What the task requires: Return exactly the lines that run from the one with "pub struct FragmentAppended" to the last line of the entries below, both included, and nothing else.

*** Given data ***

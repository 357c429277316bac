//! Internal events for metrics emission.
//!
//! Each event struct represents a measurable occurrence in the daemon.
//! Events implement the `InternalEvent` trait which emits the corresponding
//! Prometheus metric.

use metrics::{counter, gauge, histogram};
use std::time::Duration;
use tracing::trace;

use crate::decision::Verdict;
use crate::merge::MergeOutcome;

/// Trait for internal events that can be emitted as metrics.
pub trait InternalEvent {
    /// Emit this event as a metric.
    fn emit(self);
}

/// Event emitted once per pass with the number of open windows found.
pub struct WindowsDiscovered {
    pub count: usize,
}

impl InternalEvent for WindowsDiscovered {
    fn emit(self) {
        trace!(count = self.count, "Windows discovered");
        gauge!("spillway_open_windows").set(self.count as f64);
    }
}

/// Event emitted when a window's candidate set has been judged.
pub struct WindowResolved {
    pub verdict: Verdict,
}

impl InternalEvent for WindowResolved {
    fn emit(self) {
        let verdict = match self.verdict {
            Verdict::Mergeable => "mergeable",
            Verdict::Unmergeable => "unmergeable",
        };
        trace!(verdict, "Window resolved");
        counter!("spillway_windows_resolved_total", "verdict" => verdict).increment(1);
    }
}

/// Event emitted when an instrument group's count leaves its accepted band.
pub struct GroupRejected {
    pub group: &'static str,
}

impl InternalEvent for GroupRejected {
    fn emit(self) {
        trace!(group = self.group, "Instrument group rejected");
        counter!("spillway_group_rejections_total", "group" => self.group).increment(1);
    }
}

/// Event emitted per merge-tool invocation.
pub struct ToolInvocation {
    pub success: bool,
}

impl InternalEvent for ToolInvocation {
    fn emit(self) {
        let status = if self.success { "success" } else { "failure" };
        trace!(status, "Merge tool invoked");
        counter!("spillway_tool_invocations_total", "status" => status).increment(1);
    }
}

/// Event emitted when a window's merge has finished.
pub struct MergeCompleted {
    pub outcome: MergeOutcome,
}

impl InternalEvent for MergeCompleted {
    fn emit(self) {
        let outcome = match self.outcome {
            MergeOutcome::Success => "success",
            MergeOutcome::Partial => "partial",
        };
        trace!(outcome, "Merge completed");
        counter!("spillway_merges_total", "outcome" => outcome).increment(1);
    }
}

/// Event recording how long one merge took, tool invocations included.
pub struct MergeDuration {
    pub duration: Duration,
}

impl InternalEvent for MergeDuration {
    fn emit(self) {
        histogram!("spillway_merge_duration_seconds").record(self.duration.as_secs_f64());
    }
}

/// Event recording how long one full pass took.
pub struct PassDuration {
    pub duration: Duration,
}

impl InternalEvent for PassDuration {
    fn emit(self) {
        histogram!("spillway_pass_duration_seconds").record(self.duration.as_secs_f64());
    }
}

/// Event emitted when a fragment of retired stamps reaches the state store.
pub struct FragmentAppended {
    pub stamps: usize,
}

impl InternalEvent for FragmentAppended {
    fn emit(self) {
        trace!(stamps = self.stamps, "State fragment appended");
        counter!("spillway_state_fragments_total").increment(1);
    }
}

*** End of Given data ***

Completed task:
pub struct FragmentAppended {
    pub stamps: usize,
}

impl InternalEvent for FragmentAppended {
    fn emit(self) {
        trace!(stamps = self.stamps, "State fragment appended");
        counter!("spillway_state_fragments_total").increment(1);
    }
}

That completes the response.